Work to be completed = From the first record to the last, write out each one exactly.

Extracted records =

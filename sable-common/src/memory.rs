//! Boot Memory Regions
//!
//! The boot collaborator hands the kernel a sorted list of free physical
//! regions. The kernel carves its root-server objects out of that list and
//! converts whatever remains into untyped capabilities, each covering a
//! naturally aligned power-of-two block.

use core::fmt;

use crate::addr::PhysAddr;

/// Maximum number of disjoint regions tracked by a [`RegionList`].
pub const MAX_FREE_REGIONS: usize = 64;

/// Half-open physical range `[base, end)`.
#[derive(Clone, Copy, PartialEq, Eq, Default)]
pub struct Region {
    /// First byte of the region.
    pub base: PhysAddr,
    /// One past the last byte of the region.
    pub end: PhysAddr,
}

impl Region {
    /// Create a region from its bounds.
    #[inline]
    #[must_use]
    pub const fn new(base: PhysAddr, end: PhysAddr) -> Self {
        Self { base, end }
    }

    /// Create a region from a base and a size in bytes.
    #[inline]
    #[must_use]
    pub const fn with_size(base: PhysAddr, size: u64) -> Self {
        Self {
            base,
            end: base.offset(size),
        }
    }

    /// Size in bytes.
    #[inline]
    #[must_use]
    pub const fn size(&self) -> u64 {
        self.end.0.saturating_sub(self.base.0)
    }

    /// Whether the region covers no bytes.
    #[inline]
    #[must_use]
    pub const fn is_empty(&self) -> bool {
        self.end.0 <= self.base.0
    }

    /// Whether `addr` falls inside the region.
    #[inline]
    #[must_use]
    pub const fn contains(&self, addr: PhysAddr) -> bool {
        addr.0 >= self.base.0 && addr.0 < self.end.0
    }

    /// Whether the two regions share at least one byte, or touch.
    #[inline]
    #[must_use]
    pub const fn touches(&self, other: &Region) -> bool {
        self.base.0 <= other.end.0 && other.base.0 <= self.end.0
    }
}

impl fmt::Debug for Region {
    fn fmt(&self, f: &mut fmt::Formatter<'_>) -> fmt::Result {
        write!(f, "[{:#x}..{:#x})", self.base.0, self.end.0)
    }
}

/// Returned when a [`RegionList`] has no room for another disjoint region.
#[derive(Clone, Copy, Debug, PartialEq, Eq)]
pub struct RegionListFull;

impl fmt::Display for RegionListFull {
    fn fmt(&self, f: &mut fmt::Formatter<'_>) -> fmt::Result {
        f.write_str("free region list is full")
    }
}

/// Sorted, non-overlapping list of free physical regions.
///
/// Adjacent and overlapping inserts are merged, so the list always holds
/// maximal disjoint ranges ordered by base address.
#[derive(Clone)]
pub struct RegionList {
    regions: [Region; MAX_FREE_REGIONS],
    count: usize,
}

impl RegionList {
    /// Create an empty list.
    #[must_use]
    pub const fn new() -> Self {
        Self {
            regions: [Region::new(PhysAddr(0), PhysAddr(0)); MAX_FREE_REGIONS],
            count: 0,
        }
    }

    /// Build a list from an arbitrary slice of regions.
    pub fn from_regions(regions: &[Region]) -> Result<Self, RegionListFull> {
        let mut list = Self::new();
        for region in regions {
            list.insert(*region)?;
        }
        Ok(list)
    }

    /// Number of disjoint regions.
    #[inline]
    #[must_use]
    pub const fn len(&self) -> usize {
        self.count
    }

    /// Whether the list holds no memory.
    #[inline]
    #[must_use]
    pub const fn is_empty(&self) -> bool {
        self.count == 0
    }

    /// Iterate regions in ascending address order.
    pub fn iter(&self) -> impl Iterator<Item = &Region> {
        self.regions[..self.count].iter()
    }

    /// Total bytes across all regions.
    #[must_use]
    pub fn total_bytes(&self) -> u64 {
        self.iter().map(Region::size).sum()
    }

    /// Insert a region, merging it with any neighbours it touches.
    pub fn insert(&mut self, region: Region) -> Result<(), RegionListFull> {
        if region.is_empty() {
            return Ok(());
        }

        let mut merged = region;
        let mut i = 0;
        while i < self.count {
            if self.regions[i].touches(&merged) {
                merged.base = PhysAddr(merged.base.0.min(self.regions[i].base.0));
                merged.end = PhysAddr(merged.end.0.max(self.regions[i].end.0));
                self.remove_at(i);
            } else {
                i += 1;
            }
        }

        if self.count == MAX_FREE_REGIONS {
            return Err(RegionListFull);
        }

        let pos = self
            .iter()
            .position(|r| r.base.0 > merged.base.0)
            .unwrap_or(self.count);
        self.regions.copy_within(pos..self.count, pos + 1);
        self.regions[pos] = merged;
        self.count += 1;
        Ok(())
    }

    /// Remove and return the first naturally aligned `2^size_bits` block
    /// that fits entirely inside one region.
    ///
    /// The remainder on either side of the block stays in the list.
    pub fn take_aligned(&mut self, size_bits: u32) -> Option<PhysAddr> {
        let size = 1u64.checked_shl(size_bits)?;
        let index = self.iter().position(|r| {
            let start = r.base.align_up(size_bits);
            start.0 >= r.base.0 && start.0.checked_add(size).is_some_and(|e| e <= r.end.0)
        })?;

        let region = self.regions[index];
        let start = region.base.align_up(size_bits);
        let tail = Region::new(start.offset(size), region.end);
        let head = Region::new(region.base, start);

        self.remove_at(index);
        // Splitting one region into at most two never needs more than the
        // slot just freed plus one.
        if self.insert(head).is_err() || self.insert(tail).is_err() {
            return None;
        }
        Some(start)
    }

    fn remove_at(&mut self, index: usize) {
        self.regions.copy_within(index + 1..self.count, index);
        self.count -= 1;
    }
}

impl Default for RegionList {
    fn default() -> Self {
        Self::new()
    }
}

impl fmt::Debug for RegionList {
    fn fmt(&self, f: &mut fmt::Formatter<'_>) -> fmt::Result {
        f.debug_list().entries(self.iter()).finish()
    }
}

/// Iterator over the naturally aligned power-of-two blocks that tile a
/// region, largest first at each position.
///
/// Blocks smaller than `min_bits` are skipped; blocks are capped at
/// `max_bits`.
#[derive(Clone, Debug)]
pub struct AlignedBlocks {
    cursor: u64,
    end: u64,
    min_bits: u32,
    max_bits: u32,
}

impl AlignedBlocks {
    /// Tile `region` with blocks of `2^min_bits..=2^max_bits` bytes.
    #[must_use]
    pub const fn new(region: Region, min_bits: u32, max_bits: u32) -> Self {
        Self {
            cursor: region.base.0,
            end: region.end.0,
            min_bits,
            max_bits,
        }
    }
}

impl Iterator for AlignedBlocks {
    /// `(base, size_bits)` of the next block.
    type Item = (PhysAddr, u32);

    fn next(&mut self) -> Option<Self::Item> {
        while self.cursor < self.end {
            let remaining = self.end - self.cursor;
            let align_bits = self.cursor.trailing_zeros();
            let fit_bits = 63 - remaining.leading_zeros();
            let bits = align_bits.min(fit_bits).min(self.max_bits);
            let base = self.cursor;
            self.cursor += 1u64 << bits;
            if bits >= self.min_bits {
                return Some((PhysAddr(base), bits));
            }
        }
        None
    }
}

Response =
filename sable-common/src/memory.rs
//! Boot Memory Regions
//!
//! The boot collaborator hands the kernel a sorted list of free physical
//! regions. The kernel carves its root-server objects out of that list and
//! converts whatever remains into untyped capabilities, each covering a
//! naturally aligned power-of-two block.

use core::fmt;

use crate::addr::PhysAddr;

/// Maximum number of disjoint regions tracked by a [`RegionList`].
pub const MAX_FREE_REGIONS: usize = 64;

/// Half-open physical range `[base, end)`.
#[derive(Clone, Copy, PartialEq, Eq, Default)]
pub struct Region {
    /// First byte of the region.
    pub base: PhysAddr,
    /// One past the last byte of the region.
    pub end: PhysAddr,
}

impl Region {
    /// Create a region from its bounds.
    #[inline]
    #[must_use]
    pub const fn new(base: PhysAddr, end: PhysAddr) -> Self {
        Self { base, end }
    }

    /// Create a region from a base and a size in bytes.
    #[inline]
    #[must_use]
    pub const fn with_size(base: PhysAddr, size: u64) -> Self {
        Self {
            base,
            end: base.offset(size),
        }
    }

    /// Size in bytes.
    #[inline]
    #[must_use]
    pub const fn size(&self) -> u64 {
        self.end.0.saturating_sub(self.base.0)
    }

    /// Whether the region covers no bytes.
    #[inline]
    #[must_use]
    pub const fn is_empty(&self) -> bool {
        self.end.0 <= self.base.0
    }

    /// Whether `addr` falls inside the region.
    #[inline]
    #[must_use]
    pub const fn contains(&self, addr: PhysAddr) -> bool {
        addr.0 >= self.base.0 && addr.0 < self.end.0
    }

    /// Whether the two regions share at least one byte, or touch.
    #[inline]
    #[must_use]
    pub const fn touches(&self, other: &Region) -> bool {
        self.base.0 <= other.end.0 && other.base.0 <= self.end.0
    }
}

impl fmt::Debug for Region {
    fn fmt(&self, f: &mut fmt::Formatter<'_>) -> fmt::Result {
        write!(f, "[{:#x}..{:#x})", self.base.0, self.end.0)
    }
}

/// Returned when a [`RegionList`] has no room for another disjoint region.
#[derive(Clone, Copy, Debug, PartialEq, Eq)]
pub struct RegionListFull;

impl fmt::Display for RegionListFull {
    fn fmt(&self, f: &mut fmt::Formatter<'_>) -> fmt::Result {
        f.write_str("free region list is full")
    }
}

/// Sorted, non-overlapping list of free physical regions.
///
/// Adjacent and overlapping inserts are merged, so the list always holds
/// maximal disjoint ranges ordered by base address.
#[derive(Clone)]
pub struct RegionList {
    regions: [Region; MAX_FREE_REGIONS],
    count: usize,
}

impl RegionList {
    /// Create an empty list.
    #[must_use]
    pub const fn new() -> Self {
        Self {
            regions: [Region::new(PhysAddr(0), PhysAddr(0)); MAX_FREE_REGIONS],
            count: 0,
        }
    }

    /// Build a list from an arbitrary slice of regions.
    pub fn from_regions(regions: &[Region]) -> Result<Self, RegionListFull> {
        let mut list = Self::new();
        for region in regions {
            list.insert(*region)?;
        }
        Ok(list)
    }

    /// Number of disjoint regions.
    #[inline]
    #[must_use]
    pub const fn len(&self) -> usize {
        self.count
    }

    /// Whether the list holds no memory.
    #[inline]
    #[must_use]
    pub const fn is_empty(&self) -> bool {
        self.count == 0
    }

    /// Iterate regions in ascending address order.
    pub fn iter(&self) -> impl Iterator<Item = &Region> {
        self.regions[..self.count].iter()
    }

    /// Total bytes across all regions.
    #[must_use]
    pub fn total_bytes(&self) -> u64 {
        self.iter().map(Region::size).sum()
    }

    /// Insert a region, merging it with any neighbours it touches.
    pub fn insert(&mut self, region: Region) -> Result<(), RegionListFull> {
        if region.is_empty() {
            return Ok(());
        }

        let mut merged = region;
        let mut i = 0;
        while i < self.count {
            if self.regions[i].touches(&merged) {
                merged.base = PhysAddr(merged.base.0.min(self.regions[i].base.0));
                merged.end = PhysAddr(merged.end.0.max(self.regions[i].end.0));
                self.remove_at(i);
            } else {
                i += 1;
            }
        }

        if self.count == MAX_FREE_REGIONS {
            return Err(RegionListFull);
        }

        let pos = self
            .iter()
            .position(|r| r.base.0 > merged.base.0)
            .unwrap_or(self.count);
        self.regions.copy_within(pos..self.count, pos + 1);
        self.regions[pos] = merged;
        self.count += 1;
        Ok(())
    }

    /// Remove and return the first naturally aligned `2^size_bits` block
    /// that fits entirely inside one region.
    ///
    /// The remainder on either side of the block stays in the list.
    pub fn take_aligned(&mut self, size_bits: u32) -> Option<PhysAddr> {
        let size = 1u64.checked_shl(size_bits)?;
        let index = self.iter().position(|r| {
            let start = r.base.align_up(size_bits);
            start.0 >= r.base.0 && start.0.checked_add(size).is_some_and(|e| e <= r.end.0)
        })?;

        let region = self.regions[index];
        let start = region.base.align_up(size_bits);
        let tail = Region::new(start.offset(size), region.end);
        let head = Region::new(region.base, start);

        self.remove_at(index);
        // Splitting one region into at most two never needs more than the
        // slot just freed plus one.
        if self.insert(head).is_err() || self.insert(tail).is_err() {
            return None;
        }
        Some(start)
    }

    fn remove_at(&mut self, index: usize) {
        self.regions.copy_within(index + 1..self.count, index);
        self.count -= 1;
    }
}

impl Default for RegionList {
    fn default() -> Self {
        Self::new()
    }
}

impl fmt::Debug for RegionList {
    fn fmt(&self, f: &mut fmt::Formatter<'_>) -> fmt::Result {
        f.debug_list().entries(self.iter()).finish()
    }
}

/// Iterator over the naturally aligned power-of-two blocks that tile a
/// region, largest first at each position.
///
/// Blocks smaller than `min_bits` are skipped; blocks are capped at
/// `max_bits`.
#[derive(Clone, Debug)]
pub struct AlignedBlocks {
    cursor: u64,
    end: u64,
    min_bits: u32,
    max_bits: u32,
}

impl AlignedBlocks {
    /// Tile `region` with blocks of `2^min_bits..=2^max_bits` bytes.
    #[must_use]
    pub const fn new(region: Region, min_bits: u32, max_bits: u32) -> Self {
        Self {
            cursor: region.base.0,
            end: region.end.0,
            min_bits,
            max_bits,
        }
    }
}

impl Iterator for AlignedBlocks {
    /// `(base, size_bits)` of the next block.
    type Item = (PhysAddr, u32);

    fn next(&mut self) -> Option<Self::Item> {
        while self.cursor < self.end {
            let remaining = self.end - self.cursor;
            let align_bits = self.cursor.trailing_zeros();
            let fit_bits = 63 - remaining.leading_zeros();
            let bits = align_bits.min(fit_bits).min(self.max_bits);
            let base = self.cursor;
            self.cursor += 1u64 << bits;
            if bits >= self.min_bits {
                return Some((PhysAddr(base), bits));
            }
        }
        None
    }
}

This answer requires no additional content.